Your job with the data below is to output exactly the lines from the one holding "let s = square_px as f64;" down to the one holding "let y = v as", both included, and no others.

### Records to process

========

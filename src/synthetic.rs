//! Synthetic stereo rig and chessboard renderer.
//!
//! Images are rendered by inverse mapping: every pixel is sampled 2x2 times,
//! each sample is undistorted to a viewing ray and intersected with the board
//! plane.

use std::path::{Path, PathBuf};

use image::{GrayImage, Luma};
use log::info;
use nalgebra::{Matrix3, Point2, Vector2, Vector3};

use crate::calibration::{CalibrationError, ChessboardPattern, StereoPair};
use crate::camera::{Intrinsics, RadTanModel, Resolution};
use crate::geometry;
use crate::optimization::Pose;
use crate::util;

const BLACK: f64 = 30.0;
const WHITE: f64 = 225.0;
const BACKGROUND: f64 = 110.0;
/// White border around the squares, in squares.
const MARGIN: f64 = 0.5;
const SUPERSAMPLING: usize = 2;

/// Two cameras and the left-to-right transform `X_r = R X_l + T`.
#[derive(Debug, Clone)]
pub struct SyntheticRig {
    pub cameras: StereoPair<RadTanModel>,
    pub rotation: Matrix3<f64>,
    pub translation: Vector3<f64>,
}

impl Default for SyntheticRig {
    /// A 640x480 pair with a 10 cm horizontal baseline and mild barrel
    /// distortion.
    fn default() -> Self {
        let resolution = Resolution {
            width: 640,
            height: 480,
        };
        let left = RadTanModel {
            intrinsics: Intrinsics {
                fx: 600.0,
                fy: 600.0,
                cx: 320.0,
                cy: 240.0,
            },
            resolution,
            distortions: [-0.05, 0.0, 0.0, 0.0, 0.0],
        };
        let right = RadTanModel {
            intrinsics: Intrinsics {
                fx: 605.0,
                fy: 604.0,
                cx: 318.0,
                cy: 243.0,
            },
            resolution,
            distortions: [-0.04, 0.0, 0.0, 0.0, 0.0],
        };
        let rotation = geometry::rodrigues(&Vector3::new(0.005, -0.02, 0.003));
        // right camera center 10 cm along the left camera's x axis
        let translation = -(rotation * Vector3::new(0.1, 0.0, 0.0));
        SyntheticRig {
            cameras: StereoPair::new(left, right),
            rotation,
            translation,
        }
    }
}

impl SyntheticRig {
    /// Board-to-right-camera pose from a board-to-left-camera pose.
    pub fn right_pose(&self, left: &Pose) -> Pose {
        let r_left = geometry::rodrigues(&left.rvec);
        Pose {
            rvec: geometry::rotation_vector(&(self.rotation * r_left)),
            tvec: self.rotation * left.tvec + self.translation,
        }
    }

    /// Ideal corner pixels of `pattern` in both cameras.
    pub fn project_corners(
        &self,
        pattern: &ChessboardPattern,
        left_pose: &Pose,
    ) -> Result<StereoPair<Vec<Point2<f64>>>, CalibrationError> {
        let right_pose = self.right_pose(left_pose);
        let project = |camera: &RadTanModel, pose: &Pose| {
            pattern
                .object_points()
                .iter()
                .map(|p| {
                    let pixel = camera.project_unchecked(&pose.transform(p))?;
                    Ok(Point2::new(pixel.x, pixel.y))
                })
                .collect::<Result<Vec<_>, CalibrationError>>()
        };
        Ok(StereoPair::new(
            project(&self.cameras.left, left_pose)?,
            project(&self.cameras.right, &right_pose)?,
        ))
    }
}

/// `count` board-to-left-camera poses, tilted up to about 30 degrees and
/// placed so that both cameras of [`SyntheticRig::default`] see the whole
/// board.
pub fn board_poses(pattern: &ChessboardPattern, count: usize) -> Vec<Pose> {
    let center = Vector3::new(
        (pattern.cols - 1) as f64 * pattern.square_size / 2.0,
        (pattern.rows - 1) as f64 * pattern.square_size / 2.0,
        0.0,
    );
    // keeps the board about 270 px wide whatever its physical size
    let scale = (pattern.cols + 1) as f64 * pattern.square_size / 0.27;
    (0..count)
        .map(|i| {
            let t = i as f64;
            let rvec = Vector3::new(
                0.28 * (t * 1.7).sin(),
                0.42 * (t * 0.9 + 0.5).cos(),
                0.10 * (t * 1.3).sin(),
            );
            let rotation = geometry::rodrigues(&rvec);
            let target = Vector3::new(
                0.05 + 0.02 * (t * 1.1).cos(),
                0.015 * (t * 1.9).sin(),
                0.6 + 0.06 * (t * 0.7).sin(),
            ) * scale;
            Pose {
                rvec,
                tvec: target - rotation * center,
            }
        })
        .collect()
}

/// Viewing rays of every sub-pixel sample of one camera, `None` where the
/// undistortion fails.
struct RayGrid {
    width: u32,
    height: u32,
    rays: Vec<Option<Vector3<f64>>>,
}

impl RayGrid {
    fn new(camera: &RadTanModel) -> Self {
        let (width, height) = (camera.resolution.width, camera.resolution.height);
        let mut rays = Vec::with_capacity((width * height) as usize * SUPERSAMPLING * SUPERSAMPLING);
        for v in 0..height {
            for u in 0..width {
                for sy in 0..SUPERSAMPLING {
                    for sx in 0..SUPERSAMPLING {
                        let pixel = Vector2::new(
                            u as f64 + subsample_offset(sx),
                            v as f64 + subsample_offset(sy),
                        );
                        rays.push(
                            camera
                                .undistort_normalized(&pixel)
                                .ok()
                                .map(|n| Vector3::new(n.x, n.y, 1.0)),
                        );
                    }
                }
            }
        }
        RayGrid {
            width,
            height,
            rays,
        }
    }
}

fn subsample_offset(index: usize) -> f64 {
    (index as f64 + 0.5) / SUPERSAMPLING as f64 - 0.5
}

/// Intensity of the board plane at board coordinates `(x, y)`.
fn board_intensity(pattern: &ChessboardPattern, x: f64, y: f64) -> f64 {
    let s = pattern.square_size;
    let (i, j) = ((x / s).floor(), (y / s).floor());
    let (cols, rows) = (pattern.cols as f64, pattern.rows as f64);
    if i >= -1.0 && i < cols && j >= -1.0 && j < rows {
        if (i + j).rem_euclid(2.0) == 0.0 {
            BLACK
        } else {
            WHITE
        }
    } else if x >= -(1.0 + MARGIN) * s
        && x < (cols + MARGIN) * s
        && y >= -(1.0 + MARGIN) * s
        && y < (rows + MARGIN) * s
    {
        WHITE
    } else {
        BACKGROUND
    }
}

fn render_with_rays(grid: &RayGrid, pattern: &ChessboardPattern, pose: &Pose) -> GrayImage {
    let r_t = geometry::rodrigues(&pose.rvec).transpose();
    let origin = -(r_t * pose.tvec);
    let samples = SUPERSAMPLING * SUPERSAMPLING;

    GrayImage::from_fn(grid.width, grid.height, |u, v| {
        let first = ((v * grid.width + u) as usize) * samples;
        let sum: f64 = grid.rays[first..first + samples]
            .iter()
            .map(|ray| {
                let Some(ray) = ray else {
                    return BACKGROUND;
                };
                let dir = r_t * ray;
                if dir.z.abs() < 1e-12 {
                    return BACKGROUND;
                }
                let lambda = -origin.z / dir.z;
                if lambda <= 0.0 {
                    return BACKGROUND;
                }
                let hit = origin + dir * lambda;
                board_intensity(pattern, hit.x, hit.y)
            })
            .sum();
        Luma([(sum / samples as f64).round().clamp(0.0, 255.0) as u8])
    })
}

/// Renders the board seen by `camera` from `pose` (board to camera).
pub fn render_board(camera: &RadTanModel, pattern: &ChessboardPattern, pose: &Pose) -> GrayImage {
    render_with_rays(&RayGrid::new(camera), pattern, pose)
}

/// Renders an axis-aligned board without perspective: interior corner
/// `(r, c)` lies exactly at pixel `first_corner + square_px * (c, r)`.
pub fn render_fronto_parallel_board(
    pattern: &ChessboardPattern,
    width: u32,
    height: u32,
    square_px: u32,
    first_corner: (u32, u32),
) -> GrayImage {
    const N: usize = 4;
    let s = square_px as f64;
    let unit = ChessboardPattern {
        rows: pattern.rows,
        cols: pattern.cols,
        square_size: 1.0,
    };
    GrayImage::from_fn(width, height, |u, v| {
        let mut sum = 0.0;
        for sy in 0..N {
            for sx in 0..N {
                let x = u as f64 + (sx as f64 + 0.5) / N as f64 - 0.5 - first_corner.0 as f64;
                let y = v as f64 + (sy as f64 + 0.5) / N as f64 - 0.5 - first_corner.1 as f64;
                sum += board_intensity(&unit, x / s, y / s);
            }
        }
        Luma([(sum / (N * N) as f64).round() as u8])
    })
}

/// Names of the files written by [`write_dataset`].
pub fn image_name(index: usize) -> String {
    format!("img_{:03}.png", index)
}

/// Renders `count` pairs into `<root>/<subdirs.left>` and
/// `<root>/<subdirs.right>`.
pub fn write_dataset(
    root: &Path,
    subdirs: &StereoPair<String>,
    rig: &SyntheticRig,
    pattern: &ChessboardPattern,
    count: usize,
) -> Result<StereoPair<PathBuf>, CalibrationError> {
    let dirs = StereoPair::new(
        util::ensure_dir(&root.join(&subdirs.left))?,
        util::ensure_dir(&root.join(&subdirs.right))?,
    );
    let grids = StereoPair::new(
        RayGrid::new(&rig.cameras.left),
        RayGrid::new(&rig.cameras.right),
    );
    for (i, pose) in board_poses(pattern, count).iter().enumerate() {
        let right_pose = rig.right_pose(pose);
        render_with_rays(&grids.left, pattern, pose).save(dirs.left.join(image_name(i)))?;
        render_with_rays(&grids.right, pattern, &right_pose).save(dirs.right.join(image_name(i)))?;
    }
    info!("Wrote {} synthetic pairs under {}", count, root.display());
    Ok(dirs)
}

#[cfg(test)]
mod tests {
    use super::*;
    use approx::assert_relative_eq;

    fn pattern() -> ChessboardPattern {
        ChessboardPattern::new(4, 8, 0.03).unwrap()
    }

    #[test]
    fn test_right_pose_matches_rig_transform() {
        let rig = SyntheticRig::default();
        let pose = board_poses(&pattern(), 3)[2];
        let right = rig.right_pose(&pose);
        let p = Vector3::new(0.06, 0.03, 0.0);
        assert_relative_eq!(
            right.transform(&p),
            rig.rotation * pose.transform(&p) + rig.translation,
            epsilon = 1e-12
        );
        // right camera sits at +x of the left camera
        let center = -(rig.rotation.transpose() * rig.translation);
        assert_relative_eq!(center, Vector3::new(0.1, 0.0, 0.0), epsilon = 1e-12);
    }

    #[test]
    fn test_poses_keep_the_board_in_both_views() {
        let rig = SyntheticRig::default();
        let pattern = pattern();
        for pose in board_poses(&pattern, 15) {
            assert!(pose.rvec.norm() < 0.53);
            let corners = rig.project_corners(&pattern, &pose).unwrap();
            for p in corners.left.iter().chain(corners.right.iter()) {
                assert!(p.x > 20.0 && p.x < 620.0 && p.y > 20.0 && p.y < 460.0, "{:?}", p);
            }
        }
    }

    #[test]
    fn test_rendered_board_is_dark_at_first_square() {
        let rig = SyntheticRig::default();
        let pattern = pattern();
        let pose = board_poses(&pattern, 1)[0];
        let img = render_board(&rig.cameras.left, &pattern, &pose);
        assert_eq!(img.dimensions(), (640, 480));

        // middle of square (0, 0), which is black
        let inside = pose.transform(&Vector3::new(0.015, 0.015, 0.0));
        let pixel = rig.cameras.left.project_unchecked(&inside).unwrap();
        let value = img.get_pixel(pixel.x.round() as u32, pixel.y.round() as u32)[0];
        assert!(value < 60, "{}", value);
        assert_eq!(img.get_pixel(0, 0)[0], BACKGROUND as u8);
    }

    #[test]
    fn test_fronto_parallel_edges_are_half_gray() {
        let pattern = ChessboardPattern::new(2, 2, 1.0).unwrap();
        let img = render_fronto_parallel_board(&pattern, 100, 100, 20, (40, 40));
        // pixel center on the edge x = 40 between squares (-1, -1) and (0, -1)
        assert_eq!(img.get_pixel(40, 30)[0], ((BLACK + WHITE) / 2.0).round() as u8);
        assert_eq!(img.get_pixel(30, 30)[0], BLACK as u8);
        assert_eq!(img.get_pixel(50, 30)[0], WHITE as u8);
    }
}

========

### Result below
    let s = square_px as f64;
    let unit = ChessboardPattern {
        rows: pattern.rows,
        cols: pattern.cols,
        square_size: 1.0,
    };
    GrayImage::from_fn(width, height, |u, v| {
        let mut sum = 0.0;
        for sy in 0..N {
            for sx in 0..N {
                let x = u as f64 + (sx as f64 + 0.5) / N as f64 - 0.5 - first_corner.0 as f64;
                let y = v as f64 + (sy as f64 + 0.5) / N as f64 - 0.5 - first_corner.1 as f64;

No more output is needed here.